Rolnicy blokowali ruch na drodze za pomocą ciągników i traktorów. Jak podaje Agrounia, w samym tylko województwie warmińsko-mazurskim rolnicy przystąpili do protestów w 9 miejscach. W naszym regionie była to także droga krajowa nr 15 pomiędzy Lubawą a Nowym Miastem Lubawskim. Byliśmy na miejscu protestu w Iławie i rozmawialiśmy z protestującymi.
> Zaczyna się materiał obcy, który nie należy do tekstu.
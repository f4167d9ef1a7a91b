//! VM mechanism: verification is dispatched to a provisioned compute
//! instance and polled to completion. The instance already
//! has the circuit's genesis/pot/last zkey staged; `vm_verify_command` is
//! the script invocation, success emits the last zkey hash on stdout.

use std::time::Duration;
use std::sync::Arc;

use async_trait::async_trait;
use ceremony_ports::{CommandStatus, ComputeProvider};

use super::backend::{VerificationBackend, VerifyRequest, VerifyResult};
use crate::errors::VerifierError;

const DEFAULT_POLL_INTERVAL: Duration = Duration::from_secs(5);
const DEFAULT_MAX_POLL_ATTEMPTS: u32 = 720; // 1 hour at the default interval

pub struct VmBackend {
    compute: Arc<dyn ComputeProvider>,
    poll_interval: Duration,
    max_poll_attempts: u32,
}

impl VmBackend {
    pub fn new(compute: Arc<dyn ComputeProvider>) -> Self {
        Self {
            compute,
            poll_interval: DEFAULT_POLL_INTERVAL,
            max_poll_attempts: DEFAULT_MAX_POLL_ATTEMPTS,
        }
    }

    pub fn with_poll_schedule(
        compute: Arc<dyn ComputeProvider>,
        poll_interval: Duration,
        max_poll_attempts: u32,
    ) -> Self {
        Self {
            compute,
            poll_interval,
            max_poll_attempts,
        }
    }
}

#[async_trait]
impl VerificationBackend for VmBackend {
    async fn verify(&self, request: VerifyRequest) -> Result<VerifyResult, VerifierError> {
        let instance_id = request.vm_instance_id.ok_or_else(|| {
            VerifierError::Store(ceremony_ports::CoreError::InvalidInput(
                "vm verification requires a provisioned instance id".into(),
            ))
        })?;

        let command_id = self
            .compute
            .run_command(&instance_id, &request.vm_verify_command)
            .await
            .map_err(VerifierError::Store)?;

        let mut attempts = 0u32;
        loop {
            let status = self
                .compute
                .command_status(&instance_id, &command_id)
                .await
                .map_err(VerifierError::Store)?;

            match status {
                CommandStatus::Succeeded => break,
                CommandStatus::Failed => {
                    return Ok(VerifyResult {
                        valid: false,
                        transcript: format!(
                            "vm verification command {command_id} on instance {instance_id} failed"
                        )
                        .into_bytes(),
                    });
                }
                CommandStatus::Running => {
                    attempts += 1;
                    if attempts > self.max_poll_attempts {
                        return Err(VerifierError::DeadlineExceeded {
                            elapsed_secs: self.poll_interval.as_secs() * attempts as u64,
                        });
                    }
                    tokio::time::sleep(self.poll_interval).await;
                }
            }
        }

        let output = self
            .compute
            .command_output(&instance_id, &command_id)
            .await
            .map_err(VerifierError::Store)?;

        Ok(VerifyResult {
            valid: true,
            transcript: format!(
                "vm verification succeeded\ninstance={instance_id}\ncommand={command_id}\nlast_zkey_hash={output}\n"
            )
            .into_bytes(),
        })
    }
}
use ceremony_ports::CoreError;
use thiserror::Error;

#[derive(Debug, Error, Clone, PartialEq, Eq)]
pub enum SetupError {
    #[error("prefix {0} is already in use by another ceremony")]
    PrefixTaken(String),

    #[error("startDate must be before endDate")]
    StartDateNotBeforeEndDate,

    #[error("startDate must be in the future")]
    StartDateNotInFuture,

    #[error("circuit sequence positions must form 1..N without gaps or repeats")]
    NonContiguousSequence,

    #[error("at least one circuit is required")]
    NoCircuits,

    #[error("store error: {0}")]
    Store(CoreError),
}

impl From<SetupError> for CoreError {
    fn from(err: SetupError) -> Self {
        match err {
            SetupError::Store(inner) => inner,
            conflict @ SetupError::PrefixTaken(_) => CoreError::Conflict(conflict.to_string()),
            other => CoreError::InvalidInput(other.to_string()),
        }
    }
}
impl Verifier {
    pub fn new(
        meta_store: Arc<dyn MetaStore>,
        blob_store: Arc<dyn BlobStore>,
        scheduler: Arc<Scheduler>,
        event_bus: Arc<dyn EventPublisher>,
        cf_backend: Arc<dyn VerificationBackend>,
        vm_backend: Arc<dyn VerificationBackend>,
    ) -> Self {
        Self {
            meta_store,
            blob_store,
            scheduler,
            event_bus,
            cf_backend,
            vm_backend,
            retry_policy: RetryPolicy::default(),
        }
    }

    /// Retries a `BlobStore` call with this verifier's bounded
    /// exponential-backoff policy, folding each retry into
    /// `VERIFICATION_RETRIES`.
    async fn blob_call<T, F, Fut>(&self, operation: &'static str, op: F) -> Result<T, CoreError>
    where
        F: FnMut() -> Fut,
        Fut: std::future::Future<Output = Result<T, CoreError>>,
    {
        retry_upstream(
            self.retry_policy,
            "verifier",
            operation,
            || ceremony_telemetry::VERIFICATION_RETRIES.inc(),
            op,
        )
        .await
    }

    /// Runs the full verification pipeline for the current contributor of
    /// `circuit_id`, triggered once the upload protocol advances the
    /// participant's step to `VERIFYING`.
    pub async fn verify_current_contribution(
        &self,
        ceremony_id: &CeremonyId,
        circuit_id: &CircuitId,
        participant_id: &ParticipantId,
    ) -> Result<Contribution, VerifierError> {
        let ceremony = self.meta_store.get_ceremony(ceremony_id).await.map_err(VerifierError::Store)?;
        let circuit = self.meta_store.get_circuit(ceremony_id, circuit_id).await.map_err(VerifierError::Store)?;
        let participant = self
            .meta_store
            .get_participant(ceremony_id, participant_id)
            .await
            .map_err(VerifierError::Store)?;
        let total_circuits = self.meta_store.list_circuits(ceremony_id).await.map_err(VerifierError::Store)?.len() as u32;

        if participant.status != ParticipantStatus::Contributing
            || participant.contribution_step != ContributionStep::Verifying
        {
            return Err(VerifierError::Store(CoreError::PreconditionFailed(format!(
                "participant {participant_id} is not CONTRIBUTING/VERIFYING (status={:?}, step={:?})",
                participant.status, participant.contribution_step
            ))));
        }

        let last_zkey_index = ZkeyIndex::format(circuit.waiting_queue.completed_contributions + 1);
        let last_zkey_key = paths::last_zkey_key(&circuit);
        let genesis_key = paths::genesis_zkey_key(&circuit);
        let pot_key = paths::pot_key(&circuit);
        let transcript_key = paths::transcript_key(&circuit, participant_id);

        let genesis_zkey = self
            .blob_call("get_genesis_zkey", || self.blob_store.get_object(&ceremony.bucket_name, &genesis_key))
            .await
            .map_err(VerifierError::Store)?;
        let pot = self
            .blob_call("get_pot", || self.blob_store.get_object(&ceremony.bucket_name, &pot_key))
            .await
            .map_err(VerifierError::Store)?;
        let last_zkey = self
            .blob_call("get_last_zkey", || self.blob_store.get_object(&ceremony.bucket_name, &last_zkey_key))
            .await
            .map_err(VerifierError::Store)?;

        let mechanism = circuit.verification.mechanism.unwrap_or(VerificationMechanism::Cf);
        let backend = match mechanism {
            VerificationMechanism::Cf => &self.cf_backend,
            VerificationMechanism::Vm => &self.vm_backend,
        };

        let dispatch_started = std::time::Instant::now();
        let result = backend
            .verify(VerifyRequest {
                genesis_zkey,
                pot,
                last_zkey: last_zkey.clone(),
                vm_instance_id: circuit.verification.vm_instance_id.clone(),
                vm_verify_command: format!(
                    "verify --circuit {} --zkey-index {}",
                    circuit.prefix, last_zkey_index
                ),
            })
            .await?;
        let verification_computation_time_secs = dispatch_started.elapsed().as_secs_f64();

        ceremony_telemetry::VERIFICATION_DURATION
            .with_label_values(&[if mechanism == VerificationMechanism::Cf { "cf" } else { "vm" }])
            .observe(verification_computation_time_secs);

        let last_zkey_hash = ceremony_crypto::blake2b512_hex(&last_zkey);
        let transcript_hash = ceremony_crypto::blake2b512_hex(&result.transcript);

        self.blob_call("put_transcript", || {
            self.blob_store
                .put_object(&ceremony.bucket_name, &transcript_key, result.transcript.clone())
        })
        .await
        .map_err(VerifierError::Store)?;

        let contribution_computation_time_secs = participant
            .contribution_started_at
            .map(|started| (Utc::now() - started).num_milliseconds() as f64 / 1000.0)
            .unwrap_or(0.0);

        let now = Utc::now();
        let contribution_id = ContributionId::from(shared_types::new_id());
        let contribution = Contribution {
            id: contribution_id.clone(),
            circuit_id: circuit_id.clone(),
            participant_id: participant_id.clone(),
            zkey_index: last_zkey_index,
            valid: result.valid,
            contribution_computation_time_secs,
            verification_computation_time_secs,
            files: ContributionFiles {
                last_zkey_storage_path: last_zkey_key,
                transcript_storage_path: transcript_key,
                last_zkey_blake2b_hash: last_zkey_hash,
                transcript_blake2b_hash: transcript_hash,
                verification_key_storage_path: None,
                verifier_contract_storage_path: None,
            },
            beacon: None,
            created_at: now,
            last_updated: now,
        };

        let valid = result.valid;
        let circuit_mutation = Box::new(move |circuit: &mut shared_types::Circuit| {
            if valid {
                circuit.avg_timings.fold_full_contribution(contribution_computation_time_secs);
                if mechanism == VerificationMechanism::Cf {
                    circuit.avg_timings.fold_verify(verification_computation_time_secs);
                }
            }
            Ok(())
        });

        let participant_mutation = Box::new(move |participant: &mut shared_types::Participant| {
            ceremony_statemachine::advance_contribution_step(participant, ContributionStep::Completed)
                .map_err(CoreError::from)?;
            ceremony_statemachine::complete_circuit(participant, total_circuits, now).map_err(CoreError::from)?;
            participant.contributions.push(contribution_id);
            Ok(())
        });

        let committed = self
            .meta_store
            .commit_verification_batch(VerificationBatch {
                ceremony_id: ceremony_id.clone(),
                circuit_id: circuit_id.clone(),
                participant_id: participant_id.clone(),
                contribution,
                circuit_mutation,
                participant_mutation,
            })
            .await
            .map_err(VerifierError::Store)?;

        // Counter increment and next-head promotion live in the Scheduler
        //; this call is the verification pipeline's trigger for it,
        // not a second writer of the same counters.
        self.scheduler
            .hand_off(ceremony_id, circuit_id, participant_id, committed.valid)
            .await?;

        self.event_bus
            .publish(CeremonyEvent::ContributionClassified {
                ceremony_id: ceremony_id.clone(),
                circuit_id: circuit_id.clone(),
                participant_id: participant_id.clone(),
                valid: committed.valid,
            })
            .await;

        ceremony_telemetry::CONTRIBUTIONS_VERIFIED
            .with_label_values(&[if committed.valid { "true" } else { "false" }])
            .inc();
        info!(
            ceremony_id = %ceremony_id,
            circuit_id = %circuit_id,
            participant_id = %participant_id,
            valid = committed.valid,
            "classified contribution"
        );

        Ok(committed)
    }
}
- Ta tzw. piątka jest całkowicie do wyrzucenia - mówili rolnicy. - Nikt z nami nie konsultował tych pomysłów. Co oni chcą od uboju rytualnego. Zwierzęta nie cierpią. To tak jak u człowieka, jak komuś urwie rękę, to po 4 sekundach mdleje z powodu utraty krwi i tyle. - Zamkniemy sobie pewne rynki - dodawali inni. - Spadną nam ceny i będziemy gospodarstwa powoli zamykać. - Nie będzie rolników, nie będziecie mieć co jeść - podsumowuje Piotr Kamiński z Agrounii. - Będzie kupować mrożone mięso z Niemiec, które ma 30 lat.
Rolnicy zapowiadają kolejne protesty w regionie. Chcą odwiedzić wszystkie większe miasta.